Ex-Bush Official Lautenbacher Joins AccuWeather
The Bush administration's longtime point person on weather and ocean issues, Conrad C. Lautenbacher Jr., has joined the board of directors at AccuWeather Inc., one of the most prominent players in the private weather forecasting sector. The move is noteworthy in part because it comes three years after AccuWeather caused a storm of its own when it became associated with congressional legislation that may have privatized much of the National Weather Service, the organization Lautenbacher oversaw as head of the National Oceanic and Atmospheric Administration.
Keep reading for more on AccuWeather's eye-opening addition...
In an interview with Capital Weather Gang last week, AccuWeather CEO Barry Lee Myers said Lautenbacher will have a variety of duties on the company's board, and will be "potentially more active" than board members tend to be at other companies.
"The admiral's experience, certainly on a worldwide scale, is especially relevant at this particular time," Myers said, pointing to efforts to improve worldwide weather and climate data gathering and information sharing. While in government, Lautenbacher spearheaded development of a global environmental data gathering system, whose moniker as the "Global Earth Observation System of Systems," or GEOSS, is a mouthful even among Washington's acronym-heavy standards.
While the board appointment has not stirred up any allegations of impropriety, the combative history between the Weather Service and AccuWeather is leading some to question the move. "At least it should raise questions in people's minds, and it does in mine," said Rep. Nick Lampson (D-Texas), who serves as the chairman of the House Science Subcommittee on Energy and the Environment. "You wonder whether there is any quid pro quo."
The main controversy between AccuWeather and the Weather Service stems from a 2005 Senate bill, which was introduced by then-Senator Rick Santorum of Pennsylvania, that would have clarified the roles of the federal weather agency and the many private weather forecasting firms in a way that could have limited the government's ability to issue routine forecasts and other products to the public at no additional cost.
When Santorum's bill was introduced, commercial weather vendors said they were seeking only to ensure that the Weather Service did not expand their role in a way that would encroach on their businesses, but critics such as the National Weather Service Employees Union saw the bill as an attempt to prohibit the taxpayer-funded agency from doing anything more than gathering data.
AccuWeather, which is based in State College, Pennsylvania, and whose co-founder and former CEO donated to Santorum's ultimately unsuccessful reelection campaign two days before the bill was introduced, was widely viewed as the driving force behind the legislation, which never made it to the Senate floor.

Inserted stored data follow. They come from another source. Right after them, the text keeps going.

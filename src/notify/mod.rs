// src/notify/mod.rs
//! Notification channels. One is selected by configuration; both take a
//! single announcement and either deliver it or return an error that the
//! watch cycle logs and drops.

pub mod discussion;
pub mod email;

use anyhow::Result;

use crate::config::{AppConfig, NotifierKind};

pub use discussion::DiscussionNotifier;
pub use email::EmailSender;

pub const BODY_PREAMBLE: &str = "The following power outages have been detected:\n\n";

/// Subject and body built for one announcement; dropped after the send attempt.
#[derive(Debug, Clone, PartialEq, Eq)]
pub struct Notification {
    pub subject: String,
    pub body: String,
}

impl Notification {
    pub fn outage(subject: &str, announcement: &str) -> Self {
        Self {
            subject: subject.to_string(),
            body: format!("{BODY_PREAMBLE}{announcement}"),
        }
    }
}

#[async_trait::async_trait]
pub trait Notifier: Send + Sync {
    async fn send(&self, announcement: &str) -> Result<()>;
    fn name(&self) -> &'static str;
}

/// Build the notifier named by `cfg.notifier`.
pub fn build_notifier(cfg: &AppConfig) -> Result<Box<dyn Notifier>> {
    Ok(match cfg.notifier {
        NotifierKind::Email => Box::new(EmailSender::from_config(&cfg.email)?),
        NotifierKind::Discussion => Box::new(DiscussionNotifier::from_config(&cfg.discussion)?),
    })
}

Myers denied that AccuWeather was a key player on the Santorum bill. "I don't think we were any more connected to that than we were to any other issues floating around. Certainly being from Pennsylvania there was a natural connection made," he said.
Lautenbacher acknowledged friction in the past relationship, but said it resulted from communications issues between the government and the private sector. "There is a huge need to put aside any ideas for competition that could be to the detriment of providing value for society." Speaking as a private citizen, Lautenbacher said he doesn't think the past tensions are an issue now.
"I don't think there is an issue from the government's side at this point," he said.
However, Lampson, who has played a key role in oversight of Lautenbacher's former agency, said Lautenbacher was known among his staff as being supportive of privatization.
Lampson opposes privatizing the Weather Service, arguing that introducing a profit motive into the dissemination of life-saving information would be to the detriment of public safety. "Anything to me that dramatically takes away from the ability of the public agency to do the job very, very well I think is the wrong way to go," Lampson said.
Lampson, who leaves office just after the New Year following his reelection defeat in November, is among several candidates being mentioned as the next potential leader of the National Oceanic and Atmospheric Administration under President-elect Obama.
Roger Pielke Jr., a science policy scholar at the University of Colorado at Boulder, said the board appointment should be seen in the larger context of the public/private sector relationship on weather services. "It is true that AccuWeather has a history of conflict with the NWS, so perhaps this represents an effort on their part to be a little bit more astute in their inside the beltway dealings," Pielke said.
"There will always be tensions between the Weather Service and the private sector. It is a complex relationship that has them always overlapping and closely related."